Nothing past the line containing "gaps are impossible." belongs in the output. Copy exactly every line of the data below from the first up to and including it.

Stored data
§
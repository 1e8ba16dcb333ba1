//! Append-only record storage for UNI-CHAIN.
//!
//! A store holds named streams (`economic`, `quality`, `proofs`), each a
//! sequence of opaque byte records keyed by a 1-based sequence number. The
//! ledger and proof registry decide what the bytes mean; the store only
//! guarantees order, durability, and that a record is either fully written
//! or absent.
//!
//! # Storage Backends
//!
//! All backends implement the [`RecordStore`] trait:
//!
//! - [`InMemoryRecordStore`] -- `HashMap`-based store for tests and embedding
//! - [`FileRecordStore`] -- one length- and CRC-framed segment file per stream
//!
//! # Design Rules
//!
//! 1. Records are immutable once written; there is no update or delete.
//! 2. `append` accepts only the next sequence number, so gaps are impossible.
//! 3. A failed append leaves the stream exactly as it was.
//! 4. Streams are independent: writers on different streams never contend.
//! 5. Corruption is reported, never skipped over.

pub mod error;
pub mod file;
pub mod memory;
pub mod record;
pub mod traits;

pub use error::{StoreError, StoreResult};
pub use file::{FileRecordStore, FileStoreConfig, SyncMode};
pub use memory::InMemoryRecordStore;
pub use record::{DamagedFrame, StoredRecord, StreamScan};
pub use traits::RecordStore;
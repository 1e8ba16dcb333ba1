use serde::Serialize;
use uc_types::{BatchId, Channel, Digest, Timestamp};

use crate::error::LedgerError;
use crate::query::{EconomicFilter, QualityFilter};
use crate::records::{EconomicEvent, LedgerEntry};
use crate::traits::LedgerReader;

/// One row of a batch's history.
#[derive(Clone, Debug, PartialEq, Serialize)]
#[serde(rename_all = "camelCase")]
pub struct TrailEntry {
    pub channel: Channel,
    pub label: String,
    pub timestamp: Timestamp,
    pub hash: Digest,
    pub submitted_by: String,
    pub summary: String,
}

/// The complete history of a produce batch across both channels.
#[derive(Clone, Debug, PartialEq, Serialize)]
#[serde(rename_all = "camelCase")]
pub struct BatchTrail {
    pub batch_id: BatchId,
    /// Economic and quality records merged by timestamp.
    pub entries: Vec<TrailEntry>,
    pub economic_count: usize,
    pub quality_count: usize,
    /// Sum of `unitsSold` over SALE events.
    pub units_sold: f64,
    pub latest_quality_score: Option<u8>,
    pub spoilage_detected: bool,
}

impl BatchTrail {
    pub fn build<R: LedgerReader>(reader: &R, batch_id: &BatchId) -> Result<Self, LedgerError> {
        let economic = reader.query_economic(&EconomicFilter::new().batch(batch_id.clone()))?;
        let quality = reader.query_quality(&QualityFilter::new().batch(batch_id.clone()))?;

        let units_sold = economic
            .iter()
            .map(|r| match r.payload.event {
                EconomicEvent::Sale { units_sold, .. } => units_sold,
                _ => 0.0,
            })
            .sum();
        let latest_quality_score = quality.last().map(|r| r.payload.quality_score);
        let spoilage_detected = quality.iter().any(|r| r.payload.spoilage_detected);
        let economic_count = economic.len();
        let quality_count = quality.len();

        let mut merged: Vec<LedgerEntry> = economic
            .into_iter()
            .map(LedgerEntry::from)
            .chain(quality.into_iter().map(LedgerEntry::from))
            .collect();
        // Stable sort: within a channel, append order already matches time order.
        merged.sort_by_key(|entry| (entry.timestamp(), entry.channel()));

        let entries = merged
            .iter()
            .map(|entry| TrailEntry {
                channel: entry.channel(),
                label: entry.label(),
                timestamp: entry.timestamp(),
                hash: entry.hash(),
                submitted_by: entry.submitted_by().to_string(),
                summary: entry.summary(),
            })
            .collect();

        Ok(Self {
            batch_id: batch_id.clone(),
            entries,
            economic_count,
            quality_count,
            units_sold,
            latest_quality_score,
            spoilage_detected,
        })
    }

    pub fn is_empty(&self) -> bool {
        self.entries.is_empty()
    }
}

#[cfg(test)]
mod tests {
    use uc_types::{ActorRef, ActorRole};

    use super::*;
    use crate::ledger::Ledger;
    use crate::records::{EconomicTx, PaymentMethod, QualityStage, QualityTx};
    use crate::traits::LedgerWriter;

    #[test]
    fn trail_merges_both_channels_for_one_batch() {
        let ledger = Ledger::in_memory();
        let farmer = ActorRef::new("did:farmer:1", ActorRole::Farmer);
        let retailer = ActorRef::new("did:retail:1", ActorRole::Retailer);

        ledger
            .append_economic(
                farmer.clone(),
                EconomicTx::new(
                    ActorRole::Farmer,
                    ActorRole::System,
                    "Wheat",
                    0.0,
                    PaymentMethod::Settlement,
                    EconomicEvent::Register {
                        variety: "Durum".into(),
                        farming_method: "Natural".into(),
                    },
                )
                .with_batch("W-1"),
            )
            .unwrap();
        ledger
            .append_quality(
                farmer.clone(),
                QualityTx::new(farmer.clone(), QualityStage::Harvest, 88, 10.0, 7.0).with_batch("W-1"),
            )
            .unwrap();
        ledger
            .append_quality(
                farmer.clone(),
                QualityTx::new(farmer.clone(), QualityStage::Harvest, 70, 10.0, 7.0).with_batch("W-2"),
            )
            .unwrap();
        ledger
            .append_economic(
                retailer.clone(),
                EconomicTx::new(
                    ActorRole::Retailer,
                    ActorRole::Consumer,
                    "Wheat",
                    120.0,
                    PaymentMethod::Cash,
                    EconomicEvent::Sale {
                        units_sold: 4.0,
                        sale_price_per_unit: 30.0,
                    },
                )
                .with_batch("W-1"),
            )
            .unwrap();

        let trail = BatchTrail::build(&ledger, &BatchId::new("W-1")).unwrap();
        assert_eq!(trail.economic_count, 2);
        assert_eq!(trail.quality_count, 1);
        assert_eq!(trail.entries.len(), 3);
        assert_eq!(trail.units_sold, 4.0);
        assert_eq!(trail.latest_quality_score, Some(88));
        assert!(!trail.spoilage_detected);
        assert!(trail
            .entries
            .windows(2)
            .all(|pair| pair[0].timestamp <= pair[1].timestamp));
        assert_eq!(trail.entries[0].label, "ECO-000001");
        assert_eq!(trail.entries[0].submitted_by, "FARMER:did:farmer:1");

        assert!(BatchTrail::build(&ledger, &BatchId::new("none")).unwrap().is_empty());
    }
}
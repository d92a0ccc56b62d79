//! History Grid Component
//!
//! Searchable card grid over every complaint.

use leptos::prelude::*;

use complaint_core::{views, ListView};

use super::ComplaintCard;
use crate::store::{use_app_store, AppStateStoreFields};

#[component]
pub fn HistoryGrid() -> impl IntoView {
    let store = use_app_store();
    let (term, set_term) = signal(String::new());

    let filtered = Memo::new(move |_| {
        let term = term.get();
        store.complaints().with(|all| views::history(&views::search(all, &term)))
    });

    view! {
        <div class="history-header">
            <input
                type="search"
                class="search-input"
                placeholder="Search by subject, description or ID..."
                prop:value=move || term.get()
                on:input=move |ev| set_term.set(event_target_value(&ev))
            />
        </div>

        <div class="complaints-grid">
            {move || match filtered.get() {
                ListView::Empty => view! {
                    <p class="empty-state grid-empty">"No history available."</p>
                }.into_any(),
                ListView::Rows(rows) => rows
                    .into_iter()
                    .map(|complaint| view! { <ComplaintCard complaint=complaint /> })
                    .collect_view()
                    .into_any(),
            }}
        </div>
    }
}
//! New Complaint Form Component
//!
//! Submits a complaint, then resets and returns to the dashboard.

use leptos::prelude::*;

use complaint_core::NewComplaint;

use crate::commands;
use crate::context::{AppContext, Tab};

/// Category options
const CATEGORIES: &[&str] = &["Technical", "Billing", "Service", "Facilities", "Other"];

/// Priority options
const PRIORITIES: &[&str] = &["Low", "Medium", "High"];

#[component]
pub fn ComplaintForm() -> impl IntoView {
    let ctx = use_context::<AppContext>().expect("AppContext should be provided");

    let (subject, set_subject) = signal(String::new());
    let (category, set_category) = signal(CATEGORIES[0].to_string());
    let (priority, set_priority) = signal(PRIORITIES[1].to_string());
    let (description, set_description) = signal(String::new());
    let (error, set_error) = signal::<Option<String>>(None);

    let reset = move || {
        set_subject.set(String::new());
        set_category.set(CATEGORIES[0].to_string());
        set_priority.set(PRIORITIES[1].to_string());
        set_description.set(String::new());
        set_error.set(None);
    };

    let submit = move |ev: web_sys::SubmitEvent| {
        ev.prevent_default();
        let draft =
            NewComplaint::new(subject.get(), category.get(), priority.get(), description.get());
        match commands::create_complaint(draft) {
            Ok(created) => {
                log::info!("Submitted complaint {}", created.id);
                reset();
                ctx.reload();
                ctx.show(Tab::Dashboard);
            }
            Err(e) => set_error.set(Some(e)),
        }
    };

    view! {
        <form class="complaint-form" on:submit=submit>
            <div class="form-group">
                <label for="subject">"Subject"</label>
                <input
                    id="subject"
                    type="text"
                    placeholder="Brief summary of the issue"
                    required=true
                    prop:value=move || subject.get()
                    on:input=move |ev| set_subject.set(event_target_value(&ev))
                />
            </div>

            <div class="form-row">
                <div class="form-group">
                    <label for="category">"Category"</label>
                    <select
                        id="category"
                        prop:value=move || category.get()
                        on:change=move |ev| set_category.set(event_target_value(&ev))
                    >
                        {CATEGORIES
                            .iter()
                            .map(|c| view! { <option value=*c>{*c}</option> })
                            .collect_view()}
                    </select>
                </div>
                <div class="form-group">
                    <label for="priority">"Priority"</label>
                    <select
                        id="priority"
                        prop:value=move || priority.get()
                        on:change=move |ev| set_priority.set(event_target_value(&ev))
                    >
                        {PRIORITIES
                            .iter()
                            .map(|p| view! { <option value=*p>{*p}</option> })
                            .collect_view()}
                    </select>
                </div>
            </div>

            <div class="form-group">
                <label for="description">"Description"</label>
                <textarea
                    id="description"
                    rows="5"
                    placeholder="Describe the problem in detail"
                    required=true
                    prop:value=move || description.get()
                    on:input=move |ev| set_description.set(event_target_value(&ev))
                ></textarea>
            </div>

            {move || error.get().map(|e| view! { <p class="form-error">{e}</p> })}

            <button type="submit" class="btn-primary">"Submit Complaint"</button>
        </form>
    }
}
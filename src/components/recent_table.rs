//! Recent Activity Table Component
//!
//! The newest few complaints, or a placeholder row when there are none.

use leptos::prelude::*;

use complaint_core::{views, ListView, StoreConfig};

use super::StatusBadge;
use crate::store::{use_app_store, AppStateStoreFields};

#[component]
pub fn RecentTable() -> impl IntoView {
    let store = use_app_store();
    let limit = StoreConfig::default().recent_limit;
    let recent = Memo::new(move |_| store.complaints().with(|all| views::recent(all, limit)));

    view! {
        <div class="recent-activity">
            <h2>"Recent Complaints"</h2>
            <table class="data-table">
                <thead>
                    <tr>
                        <th>"ID"</th>
                        <th>"Subject"</th>
                        <th>"Category"</th>
                        <th>"Status"</th>
                        <th>"Date"</th>
                    </tr>
                </thead>
                <tbody>
                    {move || match recent.get() {
                        ListView::Empty => view! {
                            <tr>
                                <td colspan="5" class="empty-state">"No complaints found."</td>
                            </tr>
                        }.into_any(),
                        ListView::Rows(rows) => rows.into_iter().map(|c| view! {
                            <tr>
                                <td>{c.id.to_string()}</td>
                                <td>{c.subject}</td>
                                <td>{c.category}</td>
                                <td><StatusBadge status=c.status /></td>
                                <td>{c.date.to_string()}</td>
                            </tr>
                        }).collect_view().into_any(),
                    }}
                </tbody>
            </table>
        </div>
    }
}
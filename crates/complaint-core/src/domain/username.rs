//! Username Setting
//!
//! The display name shown in the header.

use serde::{Deserialize, Serialize};
use std::fmt;

use super::entity::{DomainError, DomainResult};

/// A non-empty, trimmed display name
#[derive(Debug, Clone, PartialEq, Eq, Serialize, Deserialize)]
#[serde(transparent)]
pub struct Username(String);

impl Username {
    /// Trim surrounding whitespace; an empty result is rejected
    pub fn parse(raw: &str) -> DomainResult<Self> {
        let trimmed = raw.trim();
        if trimmed.is_empty() {
            return Err(DomainError::InvalidInput("username must not be empty".to_string()));
        }
        Ok(Self(trimmed.to_string()))
    }

    pub fn as_str(&self) -> &str {
        &self.0
    }

    pub fn into_inner(self) -> String {
        self.0
    }
}

impl fmt::Display for Username {
    fn fmt(&self, f: &mut fmt::Formatter<'_>) -> fmt::Result {
        f.write_str(&self.0)
    }
}
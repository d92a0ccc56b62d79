//! Delete Confirm Button Component
//!
//! Two-step inline delete. The user's answer is handed to `on_answer`,
//! which passes it on as the repository's confirmation.

use leptos::prelude::*;

/// Inline delete confirmation button
///
/// Shows a "Delete" button; clicking it asks "Delete?" with ✓/✗.
///
/// # Arguments
/// * `button_class` - CSS class for the initial delete button
/// * `on_answer` - Called with `true` for ✓ and `false` for ✗
#[component]
pub fn DeleteConfirmButton(
    #[prop(into)] button_class: String,
    #[prop(into)] on_answer: Callback<bool>,
) -> impl IntoView {
    let (asking, set_asking) = signal(false);

    let answer = move |ev: web_sys::MouseEvent, confirmed: bool| {
        ev.stop_propagation();
        set_asking.set(false);
        on_answer.run(confirmed);
    };

    move || {
        if asking.get() {
            view! {
                <span class="delete-confirm">
                    <span class="delete-confirm-text">"Delete? This cannot be undone."</span>
                    <button class="confirm-btn" on:click=move |ev| answer(ev, true)>"✓"</button>
                    <button class="cancel-btn" on:click=move |ev| answer(ev, false)>"✗"</button>
                </span>
            }
            .into_any()
        } else {
            view! {
                <button
                    class=button_class.clone()
                    on:click=move |ev| {
                        ev.stop_propagation();
                        set_asking.set(true);
                    }
                >
                    "Delete"
                </button>
            }
            .into_any()
        }
    }
}
//! Browser Storage Backend
//!
//! `window.localStorage` behind the core `KeyValueStore` trait, and
//! `Math.random` as the id source.

use complaint_core::{DomainError, DomainResult, IdSource, KeyValueStore};
use wasm_bindgen::JsValue;

fn js_err(e: JsValue) -> DomainError {
    DomainError::Storage(format!("{:?}", e))
}

/// The page's localStorage
pub struct BrowserStorage {
    storage: web_sys::Storage,
}

impl BrowserStorage {
    pub fn local() -> DomainResult<Self> {
        let window =
            web_sys::window().ok_or_else(|| DomainError::Storage("no window".to_string()))?;
        let storage = window
            .local_storage()
            .map_err(js_err)?
            .ok_or_else(|| DomainError::Storage("localStorage unavailable".to_string()))?;
        Ok(Self { storage })
    }
}

impl KeyValueStore for BrowserStorage {
    fn get(&self, key: &str) -> DomainResult<Option<String>> {
        self.storage.get_item(key).map_err(js_err)
    }

    fn set(&self, key: &str, value: &str) -> DomainResult<()> {
        self.storage.set_item(key, value).map_err(js_err)
    }

    fn remove(&self, key: &str) -> DomainResult<()> {
        self.storage.remove_item(key).map_err(js_err)
    }
}

/// Uniform numbers from `Math.random()`
pub struct MathRandomIds;

impl IdSource for MathRandomIds {
    fn next(&self, bound: u32) -> u32 {
        (js_sys::Math::random() * f64::from(bound)).floor() as u32
    }
}
//! Store Configuration
//!
//! Storage keys, defaults and policies. `StoreConfig::default()` matches the
//! layout the browser app has always written.

use serde::{Deserialize, Serialize};

use crate::domain::DomainResult;

/// What to do when a stored collection cannot be parsed
#[derive(Debug, Clone, Copy, PartialEq, Eq, Serialize, Deserialize, Default)]
#[serde(rename_all = "lowercase")]
pub enum CorruptPolicy {
    /// Log a warning and treat the value as an empty collection
    #[default]
    Reset,
    /// Return `DomainError::Corrupt`
    Fail,
}

#[derive(Debug, Clone, PartialEq, Serialize, Deserialize)]
#[serde(default)]
pub struct StoreConfig {
    pub complaints_key: String,
    pub username_key: String,
    pub default_username: String,
    pub id_prefix: String,
    /// Numeric ids are drawn from `0..id_range`
    pub id_range: u32,
    /// Regeneration attempts before giving up on a colliding id
    pub max_id_attempts: u32,
    pub recent_limit: usize,
    pub corrupt_policy: CorruptPolicy,
}

impl Default for StoreConfig {
    fn default() -> Self {
        Self {
            complaints_key: "cms_complaints".to_string(),
            username_key: "cms_username".to_string(),
            default_username: "Danny".to_string(),
            id_prefix: "CMS".to_string(),
            id_range: 10_000,
            max_id_attempts: 64,
            recent_limit: 5,
            corrupt_policy: CorruptPolicy::Reset,
        }
    }
}

impl StoreConfig {
    /// Parse a (possibly partial) JSON override; missing fields keep defaults
    pub fn from_json(raw: &str) -> DomainResult<Self> {
        Ok(serde_json::from_str(raw)?)
    }
}
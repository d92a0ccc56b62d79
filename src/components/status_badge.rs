//! Status Badge Component
//!
//! Colored pill for Pending / Resolved.

use leptos::prelude::*;

use complaint_core::Status;

#[component]
pub fn StatusBadge(status: Status) -> impl IntoView {
    view! { <span class=status.css_class()>{status.as_str()}</span> }
}
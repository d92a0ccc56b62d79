//! Settings Form Component
//!
//! Edits the display name. A blank name is rejected with a visible error.

use gloo_timers::callback::Timeout;
use leptos::prelude::*;

use crate::commands;
use crate::notice::{Notice, NoticeSlot};
use crate::store::{use_app_store, AppStateStoreFields};

/// How long the success notice stays up
const NOTICE_MS: u32 = 3_000;

#[component]
pub fn SettingsForm() -> impl IntoView {
    let store = use_app_store();
    let (name, set_name) = signal(String::new());
    let (notice, set_notice) = signal(NoticeSlot::default());
    // Dropping a Timeout cancels it
    let expiry = StoredValue::new_local(None::<Timeout>);

    // Prefill with the saved name whenever it changes
    Effect::new(move |_| set_name.set(store.username().get()));

    let save = move |ev: web_sys::SubmitEvent| {
        ev.prevent_default();
        expiry.set_value(None);
        match commands::set_username(&name.get()) {
            Ok(saved) => {
                *store.username().write() = saved;
                let success = Notice::Success("Username updated successfully!".to_string());
                let generation = set_notice
                    .try_update(|slot| slot.post(success))
                    .unwrap_or_default();
                let timer = Timeout::new(NOTICE_MS, move || {
                    set_notice.try_update(|slot| slot.expire(generation));
                });
                expiry.set_value(Some(timer));
            }
            Err(e) => set_notice.update(|slot| {
                slot.post(Notice::Error(e));
            }),
        }
    };

    view! {
        <form class="settings-form" on:submit=save>
            <div class="form-group">
                <label for="username">"Display Name"</label>
                <input
                    id="username"
                    type="text"
                    prop:value=move || name.get()
                    on:input=move |ev| set_name.set(event_target_value(&ev))
                />
            </div>

            {move || notice.with(|slot| slot.current().cloned()).map(|notice| match notice {
                Notice::Success(msg) => view! { <p class="form-success">{msg}</p> }.into_any(),
                Notice::Error(e) => view! { <p class="form-error">{e}</p> }.into_any(),
            })}

            <button type="submit" class="btn-primary">"Save Changes"</button>
        </form>
    }
}
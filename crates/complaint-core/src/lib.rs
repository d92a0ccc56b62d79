//! Complaint Desk Core
//!
//! Layered architecture:
//! - domain: Complaint and Username entities, errors
//! - repository: key-value storage backends and the repositories on top
//! - views: pure derived views (stats, recent, history, search)
//! - config: storage keys and policies

pub mod config;
pub mod domain;
pub mod repository;
pub mod views;

pub use config::{CorruptPolicy, StoreConfig};
pub use domain::{
    Complaint, ComplaintId, DomainError, DomainResult, Entity, NewComplaint, Status, Username,
};
pub use repository::{
    Clock, ComplaintRepository, DeleteOutcome, FileStore, FixedClock, IdSource, KeyValueStore,
    MemoryStore, Repository, SearchableRepository, SequenceIds, SettingsRepository, SystemClock,
};
pub use views::{ListView, Stats};
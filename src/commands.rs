//! Storage Command Wrappers
//!
//! The only place the UI touches the repositories. Errors are flattened to
//! strings for display.

use complaint_core::{
    Complaint, ComplaintId, ComplaintRepository, DeleteOutcome, NewComplaint, Repository,
    SettingsRepository,
};

use crate::storage::{BrowserStorage, MathRandomIds};

fn complaint_repo() -> Result<ComplaintRepository<BrowserStorage>, String> {
    let store = BrowserStorage::local().map_err(|e| e.to_string())?;
    Ok(ComplaintRepository::new(store, MathRandomIds))
}

fn settings_repo() -> Result<SettingsRepository<BrowserStorage>, String> {
    let store = BrowserStorage::local().map_err(|e| e.to_string())?;
    Ok(SettingsRepository::new(store))
}

// ========================
// Complaints
// ========================

pub fn list_complaints() -> Result<Vec<Complaint>, String> {
    complaint_repo()?.list().map_err(|e| e.to_string())
}

pub fn create_complaint(draft: NewComplaint) -> Result<Complaint, String> {
    complaint_repo()?.create(draft).map_err(|e| e.to_string())
}

/// `None` when the complaint no longer exists
pub fn toggle_status(id: &ComplaintId) -> Result<Option<Complaint>, String> {
    complaint_repo()?.toggle_status(id).map_err(|e| e.to_string())
}

pub fn delete_complaint(
    id: &ComplaintId,
    confirm: impl FnOnce() -> bool,
) -> Result<DeleteOutcome, String> {
    complaint_repo()?.delete_with(id, confirm).map_err(|e| e.to_string())
}

// ========================
// Settings
// ========================

pub fn get_username() -> Result<String, String> {
    settings_repo()?.get_username().map_err(|e| e.to_string())
}

/// Returns the trimmed name that was saved
pub fn set_username(name: &str) -> Result<String, String> {
    settings_repo()?
        .set_username(name)
        .map(|saved| saved.into_inner())
        .map_err(|e| e.to_string())
}
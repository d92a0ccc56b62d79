//! Domain Layer - Core Entity Trait
//!
//! This trait defines the basic contract for all domain entities.
//! All entities carry an identifier the repositories can match on.

use thiserror::Error;

/// Core trait for all domain entities
pub trait Entity: Sized + Clone {
    /// The type of the entity's unique identifier
    type Id: Clone + Eq + std::hash::Hash + std::fmt::Display;

    /// Returns the entity's unique identifier
    fn id(&self) -> &Self::Id;
}

/// Common result type for domain operations
pub type DomainResult<T> = Result<T, DomainError>;

/// Domain-level errors
#[derive(Debug, Error)]
pub enum DomainError {
    #[error("Not found: {0}")]
    NotFound(String),

    #[error("Invalid input: {0}")]
    InvalidInput(String),

    #[error("Conflict: {0}")]
    Conflict(String),

    #[error("Storage error: {0}")]
    Storage(String),

    #[error("Corrupt data under key '{key}': {reason}")]
    Corrupt { key: String, reason: String },

    #[error("JSON error: {0}")]
    Json(#[from] serde_json::Error),

    #[error("IO error: {0}")]
    Io(#[from] std::io::Error),
}
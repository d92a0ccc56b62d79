//! Repository Layer - Core Traits
//!
//! Defines the abstract interfaces for data access.
//! Implementations can use browser storage, a file, memory, etc.

use std::rc::Rc;

use crate::domain::{DomainResult, Entity};

/// String-keyed, string-valued durable storage
///
/// Mirrors the browser `localStorage` contract. Calls are synchronous and
/// the store is only touched from the UI thread, so no `Send`/`Sync` bound.
pub trait KeyValueStore {
    fn get(&self, key: &str) -> DomainResult<Option<String>>;

    fn set(&self, key: &str, value: &str) -> DomainResult<()>;

    fn remove(&self, key: &str) -> DomainResult<()>;
}

impl<S: KeyValueStore + ?Sized> KeyValueStore for &S {
    fn get(&self, key: &str) -> DomainResult<Option<String>> {
        (**self).get(key)
    }

    fn set(&self, key: &str, value: &str) -> DomainResult<()> {
        (**self).set(key, value)
    }

    fn remove(&self, key: &str) -> DomainResult<()> {
        (**self).remove(key)
    }
}

impl<S: KeyValueStore + ?Sized> KeyValueStore for Rc<S> {
    fn get(&self, key: &str) -> DomainResult<Option<String>> {
        (**self).get(key)
    }

    fn set(&self, key: &str, value: &str) -> DomainResult<()> {
        (**self).set(key, value)
    }

    fn remove(&self, key: &str) -> DomainResult<()> {
        (**self).remove(key)
    }
}

/// Result of a delete request
#[derive(Debug, Clone, Copy, PartialEq, Eq)]
pub enum DeleteOutcome {
    Deleted,
    /// No record had the id; storage untouched
    NotFound,
    /// The confirmation capability said no; storage untouched
    Declined,
}

/// Core repository trait for CRUD operations
///
/// Generic over any Entity type. Every mutation is a read-modify-write of
/// the whole stored collection.
pub trait Repository<T: Entity> {
    /// Input accepted by `create`
    type Draft;

    /// Create a new entity
    fn create(&self, draft: Self::Draft) -> DomainResult<T>;

    /// Find entity by ID
    fn find_by_id(&self, id: &T::Id) -> DomainResult<Option<T>>;

    /// List all entities in stored order
    fn list(&self) -> DomainResult<Vec<T>>;

    /// Replace an existing entity
    fn update(&self, entity: &T) -> DomainResult<T>;

    /// Delete entity by ID
    fn delete(&self, id: &T::Id) -> DomainResult<DeleteOutcome>;
}

/// Extension for repositories that support text search
pub trait SearchableRepository<T: Entity>: Repository<T> {
    /// Search entities by text query
    fn search(&self, query: &str) -> DomainResult<Vec<T>>;
}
§
### Written answer
repository 1e8ba16dcb333ba1
//! Append-only record storage for UNI-CHAIN.
//!
//! A store holds named streams (`economic`, `quality`, `proofs`), each a
//! sequence of opaque byte records keyed by a 1-based sequence number. The
//! ledger and proof registry decide what the bytes mean; the store only
//! guarantees order, durability, and that a record is either fully written
//! or absent.
//!
//! # Storage Backends
//!
//! All backends implement the [`RecordStore`] trait:
//!
//! - [`InMemoryRecordStore`] -- `HashMap`-based store for tests and embedding
//! - [`FileRecordStore`] -- one length- and CRC-framed segment file per stream
//!
//! # Design Rules
//!
//! 1. Records are immutable once written; there is no update or delete.
//! 2. `append` accepts only the next sequence number, so gaps are impossible.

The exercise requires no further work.